> **Task description**
Show, from the records below, all lines that contain the word "login".

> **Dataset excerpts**
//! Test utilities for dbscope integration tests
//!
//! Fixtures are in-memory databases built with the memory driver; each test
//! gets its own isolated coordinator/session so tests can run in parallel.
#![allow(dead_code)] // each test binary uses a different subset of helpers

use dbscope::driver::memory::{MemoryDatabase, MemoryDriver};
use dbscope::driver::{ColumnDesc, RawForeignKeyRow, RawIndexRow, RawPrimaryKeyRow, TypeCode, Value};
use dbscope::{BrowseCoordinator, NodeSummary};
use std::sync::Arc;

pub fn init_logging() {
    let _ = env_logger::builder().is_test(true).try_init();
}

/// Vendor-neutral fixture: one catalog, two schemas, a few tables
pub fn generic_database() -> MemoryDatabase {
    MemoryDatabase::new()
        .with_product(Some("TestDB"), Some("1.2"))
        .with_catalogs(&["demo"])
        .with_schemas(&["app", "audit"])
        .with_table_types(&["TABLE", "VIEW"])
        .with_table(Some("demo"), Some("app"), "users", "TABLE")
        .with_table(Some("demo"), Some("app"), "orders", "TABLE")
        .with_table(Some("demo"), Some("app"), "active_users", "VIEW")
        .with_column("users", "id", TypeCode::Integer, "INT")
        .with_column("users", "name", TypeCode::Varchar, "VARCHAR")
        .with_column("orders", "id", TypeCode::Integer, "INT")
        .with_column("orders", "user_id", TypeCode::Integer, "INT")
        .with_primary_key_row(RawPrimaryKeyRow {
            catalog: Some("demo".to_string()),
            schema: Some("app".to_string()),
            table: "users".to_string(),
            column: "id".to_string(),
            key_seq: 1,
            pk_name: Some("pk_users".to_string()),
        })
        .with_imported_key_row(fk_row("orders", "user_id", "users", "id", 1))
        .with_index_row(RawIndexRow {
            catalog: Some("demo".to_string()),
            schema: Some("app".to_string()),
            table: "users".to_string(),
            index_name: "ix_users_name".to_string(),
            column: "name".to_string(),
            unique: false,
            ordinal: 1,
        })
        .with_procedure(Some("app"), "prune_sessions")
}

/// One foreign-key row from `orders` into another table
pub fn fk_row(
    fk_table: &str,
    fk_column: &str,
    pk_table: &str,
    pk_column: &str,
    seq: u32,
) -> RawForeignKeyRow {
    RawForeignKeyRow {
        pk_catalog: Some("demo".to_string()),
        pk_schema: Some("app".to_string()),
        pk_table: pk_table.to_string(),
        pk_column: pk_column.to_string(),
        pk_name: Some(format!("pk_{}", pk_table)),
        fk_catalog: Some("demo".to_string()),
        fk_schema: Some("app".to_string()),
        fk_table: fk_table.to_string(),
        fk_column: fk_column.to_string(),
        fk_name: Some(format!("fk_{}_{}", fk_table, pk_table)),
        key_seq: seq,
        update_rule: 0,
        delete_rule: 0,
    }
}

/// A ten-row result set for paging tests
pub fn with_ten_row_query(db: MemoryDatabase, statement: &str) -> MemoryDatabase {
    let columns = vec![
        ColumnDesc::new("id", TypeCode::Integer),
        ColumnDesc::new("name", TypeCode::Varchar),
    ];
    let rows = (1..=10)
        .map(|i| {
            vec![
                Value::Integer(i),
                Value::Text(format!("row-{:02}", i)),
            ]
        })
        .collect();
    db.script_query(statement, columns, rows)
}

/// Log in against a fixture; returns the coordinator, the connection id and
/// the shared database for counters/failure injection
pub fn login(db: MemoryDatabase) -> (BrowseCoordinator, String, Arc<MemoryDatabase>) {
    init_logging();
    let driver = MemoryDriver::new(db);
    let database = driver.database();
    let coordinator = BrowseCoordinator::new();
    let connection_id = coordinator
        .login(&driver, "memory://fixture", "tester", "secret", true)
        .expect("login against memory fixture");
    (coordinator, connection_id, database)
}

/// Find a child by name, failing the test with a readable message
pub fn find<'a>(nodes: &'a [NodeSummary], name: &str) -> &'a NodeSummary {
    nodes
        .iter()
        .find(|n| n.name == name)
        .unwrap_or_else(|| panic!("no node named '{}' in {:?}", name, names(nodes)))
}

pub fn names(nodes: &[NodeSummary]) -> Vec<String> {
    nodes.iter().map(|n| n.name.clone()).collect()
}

> **Solution for this exercise**
pub fn login(db: MemoryDatabase) -> (BrowseCoordinator, String, Arc<MemoryDatabase>) {
        .login(&driver, "memory://fixture", "tester", "secret", true)
        .expect("login against memory fixture");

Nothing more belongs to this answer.